__MATERIAL FOR THE TASK__.
#####
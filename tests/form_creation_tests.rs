use axum::{
    Json, Router,
    extract::{Request, State},
    http::{Method, StatusCode, header},
    response::{IntoResponse, Response},
};
use chrono::{Duration, Utc};
use formsync::config::{GoogleConfig, REQUIRED_SCOPES};
use formsync::credentials::CredentialRecord;
use formsync::{FormsyncError, Services};
use formsync_schema::AbstractSchema;
use serde_json::{Value, json};
use std::sync::{Arc, Mutex};
use std::time::Duration as StdDuration;
use tempfile::TempDir;
use tokio::net::TcpListener;
use url::Url;

const FORM_ID: &str = "1FAIpQLSd-form";

#[derive(Clone, Copy, Default)]
struct ProviderBehavior {
    fail_batch: bool,
    omit_responder_uri: bool,
    stall_create: bool,
    stall_batch: bool,
}

impl ProviderBehavior {
    fn stalls(self) -> bool {
        self.stall_create || self.stall_batch
    }
}

// Longer than the 1s request timeout the stalling harness configures.
const STALL: StdDuration = StdDuration::from_secs(3);

#[derive(Debug, Clone)]
struct Captured {
    method: Method,
    path: String,
    authorization: Option<String>,
    body: Value,
}

#[derive(Clone)]
struct ProviderState {
    behavior: ProviderBehavior,
    reqs: Arc<Mutex<Vec<Captured>>>,
}

async fn provider_handler(State(state): State<ProviderState>, req: Request) -> Response {
    let method = req.method().clone();
    let path = req.uri().path().to_string();
    let authorization = req
        .headers()
        .get(header::AUTHORIZATION)
        .and_then(|v| v.to_str().ok())
        .map(str::to_string);
    let bytes = axum::body::to_bytes(req.into_body(), usize::MAX)
        .await
        .expect("read body");
    let body = serde_json::from_slice(&bytes).unwrap_or(Value::Null);

    state.reqs.lock().unwrap().push(Captured {
        method: method.clone(),
        path: path.clone(),
        authorization,
        body: body.clone(),
    });

    if method != Method::POST {
        return StatusCode::METHOD_NOT_ALLOWED.into_response();
    }

    if path == "/v1/forms" {
        if state.behavior.stall_create {
            tokio::time::sleep(STALL).await;
        }
        let mut form = json!({
            "formId": FORM_ID,
            "info": body["info"].clone(),
            "revisionId": "00000002",
            "settings": {}
        });
        if !state.behavior.omit_responder_uri {
            form["responderUri"] = json!(format!(
                "https://docs.google.com/forms/d/e/{FORM_ID}/viewform"
            ));
        }
        return Json(form).into_response();
    }

    if path == format!("/v1/forms/{FORM_ID}:batchUpdate") {
        if state.behavior.stall_batch {
            tokio::time::sleep(STALL).await;
        }
        if state.behavior.fail_batch {
            return (
                StatusCode::BAD_REQUEST,
                Json(json!({
                    "error": {
                        "code": 400,
                        "message": "Invalid requests[0].createItem: empty option value",
                        "status": "INVALID_ARGUMENT"
                    }
                })),
            )
                .into_response();
        }
        let replies: Vec<Value> = body["requests"]
            .as_array()
            .map(|reqs| reqs.iter().map(|_| json!({})).collect())
            .unwrap_or_default();
        return Json(json!({ "replies": replies, "writeControl": { "requiredRevisionId": "00000003" } }))
            .into_response();
    }

    StatusCode::NOT_FOUND.into_response()
}

async fn spawn_test_server(app: Router) -> Url {
    let listener = TcpListener::bind("127.0.0.1:0")
        .await
        .expect("bind listener");
    let addr = listener.local_addr().expect("local addr");
    let base = Url::parse(&format!("http://{addr}")).expect("valid base url");

    tokio::spawn(async move {
        axum::serve(listener, app).await.expect("server run");
    });

    base
}

struct Harness {
    _dir: TempDir,
    services: Services,
    reqs: Arc<Mutex<Vec<Captured>>>,
}

async fn harness(behavior: ProviderBehavior, authenticated: bool) -> Harness {
    let reqs = Arc::new(Mutex::new(Vec::new()));
    let app = Router::new()
        .fallback(provider_handler)
        .with_state(ProviderState {
            behavior,
            reqs: reqs.clone(),
        });
    let base = spawn_test_server(app).await;

    let dir = tempfile::tempdir().expect("tempdir");
    let mut google = GoogleConfig::default();
    google.client_secret_path = dir.path().join("credentials.json");
    google.token_path = dir.path().join("token.json");
    google.forms_api_url = base;
    if behavior.stalls() {
        google.request_timeout_secs = 1;
    }

    let services = Services::build(&google.resolve()).expect("services");
    if authenticated {
        services
            .credentials
            .store()
            .save(&CredentialRecord {
                access_token: "forms-access".to_string(),
                token_type: "Bearer".to_string(),
                refresh_token: Some("refresh".to_string()),
                expiry: Utc::now() + Duration::hours(1),
                scopes: REQUIRED_SCOPES.iter().map(ToString::to_string).collect(),
            })
            .await
            .unwrap();
    }

    Harness {
        _dir: dir,
        services,
        reqs,
    }
}

fn schema(value: Value) -> AbstractSchema {
    serde_json::from_value(value).expect("valid schema")
}

#[tokio::test]
async fn creates_form_then_applies_items_in_one_batch() {
    let h = harness(ProviderBehavior::default(), true).await;
    let rsvp = schema(json!({
        "title": "RSVP",
        "fields": [{ "label": "Name", "type": "text", "required": true }]
    }));

    let result = h.services.create_provider_form(&rsvp).await.unwrap();

    assert_eq!(result.form_id, FORM_ID);
    assert!(!result.responder_uri.is_empty());
    assert_eq!(
        result.edit_uri,
        format!("https://docs.google.com/forms/d/{FORM_ID}/edit")
    );

    let reqs = h.reqs.lock().unwrap();
    assert_eq!(reqs.len(), 2);

    assert_eq!(reqs[0].path, "/v1/forms");
    assert_eq!(reqs[0].authorization.as_deref(), Some("Bearer forms-access"));
    assert_eq!(
        reqs[0].body,
        json!({ "info": { "title": "RSVP", "documentTitle": "RSVP" } })
    );

    assert_eq!(reqs[1].path, format!("/v1/forms/{FORM_ID}:batchUpdate"));
    assert_eq!(
        reqs[1].body,
        json!({
            "requests": [{
                "createItem": {
                    "item": {
                        "title": "Name",
                        "questionItem": {
                            "question": { "required": true, "textQuestion": {} }
                        }
                    },
                    "location": { "index": 0 }
                }
            }]
        })
    );
}

#[tokio::test]
async fn checkbox_without_options_gets_fallback_option_in_batch() {
    let h = harness(ProviderBehavior::default(), true).await;
    let survey = schema(json!({
        "title": "Survey",
        "description": "Quick poll",
        "fields": [
            { "label": "Why", "type": "textarea" },
            { "label": "Pick any", "type": "checkbox", "options": [] }
        ]
    }));

    h.services.create_provider_form(&survey).await.unwrap();

    let reqs = h.reqs.lock().unwrap();
    let requests = reqs[1].body["requests"].as_array().unwrap();
    assert_eq!(requests.len(), 3);

    assert_eq!(
        requests[0],
        json!({
            "updateFormInfo": {
                "info": { "description": "Quick poll" },
                "updateMask": "description"
            }
        })
    );
    assert_eq!(requests[1]["createItem"]["location"]["index"], 0);
    assert_eq!(
        requests[1]["createItem"]["item"]["questionItem"]["question"]["textQuestion"]["paragraph"],
        true
    );
    assert_eq!(requests[2]["createItem"]["location"]["index"], 1);
    assert_eq!(
        requests[2]["createItem"]["item"]["questionItem"]["question"]["choiceQuestion"],
        json!({ "type": "CHECKBOX", "options": [{ "value": "Option 1" }] })
    );
}

#[tokio::test]
async fn unauthenticated_run_fails_before_any_network_call() {
    let h = harness(ProviderBehavior::default(), false).await;
    let rsvp = schema(json!({ "title": "RSVP", "fields": [{ "label": "Name" }] }));

    let err = h.services.create_provider_form(&rsvp).await.unwrap_err();

    assert!(matches!(err, FormsyncError::NotAuthenticated));
    assert!(h.reqs.lock().unwrap().is_empty());
}

#[tokio::test]
async fn failed_batch_reports_orphaned_form_without_cleanup() {
    let h = harness(
        ProviderBehavior {
            fail_batch: true,
            ..Default::default()
        },
        true,
    )
    .await;
    let rsvp = schema(json!({ "title": "RSVP", "fields": [{ "label": "Name" }] }));

    let err = h.services.create_provider_form(&rsvp).await.unwrap_err();

    match err {
        FormsyncError::ProviderRequest {
            status,
            message,
            form_id,
        } => {
            assert_eq!(status, Some(StatusCode::BAD_REQUEST));
            assert!(message.contains("empty option value"), "message: {message}");
            assert_eq!(form_id.as_deref(), Some(FORM_ID));
        }
        other => panic!("expected ProviderRequest, got {other:?}"),
    }

    let reqs = h.reqs.lock().unwrap();
    assert_eq!(reqs.len(), 2);
    assert!(reqs.iter().all(|r| r.method == Method::POST));
}

#[tokio::test]
async fn empty_schema_skips_the_batch_call() {
    let h = harness(ProviderBehavior::default(), true).await;
    let empty = schema(json!({ "title": "Blank", "description": "   ", "fields": [] }));

    h.services.create_provider_form(&empty).await.unwrap();

    let reqs = h.reqs.lock().unwrap();
    assert_eq!(reqs.len(), 1);
    assert_eq!(reqs[0].path, "/v1/forms");
}

#[tokio::test]
async fn missing_responder_uri_falls_back_to_viewform_link() {
    let h = harness(
        ProviderBehavior {
            omit_responder_uri: true,
            ..Default::default()
        },
        true,
    )
    .await;
    let rsvp = schema(json!({ "title": "RSVP", "fields": [{ "label": "Name" }] }));

    let result = h.services.create_provider_form(&rsvp).await.unwrap();
    assert_eq!(
        result.responder_uri,
        format!("https://docs.google.com/forms/d/{FORM_ID}/viewform")
    );
}

#[tokio::test]
async fn blank_label_is_rejected_before_authentication() {
    let h = harness(ProviderBehavior::default(), false).await;
    let bad = schema(json!({ "title": "RSVP", "fields": [{ "label": "" }] }));

    let err = h.services.create_provider_form(&bad).await.unwrap_err();

    assert!(matches!(err, FormsyncError::Validation(_)));
    assert!(h.reqs.lock().unwrap().is_empty());
}

#[tokio::test]
async fn forms_create_timeout_is_provider_unavailable() {
    let h = harness(
        ProviderBehavior {
            stall_create: true,
            ..Default::default()
        },
        true,
    )
    .await;
    let rsvp = schema(json!({ "title": "RSVP", "fields": [{ "label": "Name" }] }));

    let err = h.services.create_provider_form(&rsvp).await.unwrap_err();

    assert!(
        matches!(err, FormsyncError::ProviderUnavailable { form_id: None, .. }),
        "unexpected error: {err:?}"
    );
    let reqs = h.reqs.lock().unwrap();
    assert_eq!(reqs.len(), 1);
    assert_eq!(reqs[0].path, "/v1/forms");
}

#[tokio::test]
async fn batch_timeout_still_names_the_orphaned_form() {
    let h = harness(
        ProviderBehavior {
            stall_batch: true,
            ..Default::default()
        },
        true,
    )
    .await;
    let rsvp = schema(json!({ "title": "RSVP", "fields": [{ "label": "Name" }] }));

    let err = h.services.create_provider_form(&rsvp).await.unwrap_err();

    match err {
        FormsyncError::ProviderUnavailable { form_id, .. } => {
            assert_eq!(form_id.as_deref(), Some(FORM_ID));
        }
        other => panic!("expected ProviderUnavailable, got {other:?}"),
    }

    let reqs = h.reqs.lock().unwrap();
    assert_eq!(reqs.len(), 2);
    assert!(reqs.iter().all(|r| r.method == Method::POST));
}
#####
__DESCRIPTION OF THE TASK__. Tally the lines of the listing that include "derive". Nothing but the resulting number should be returned.

__RESPONSE AREA__. 3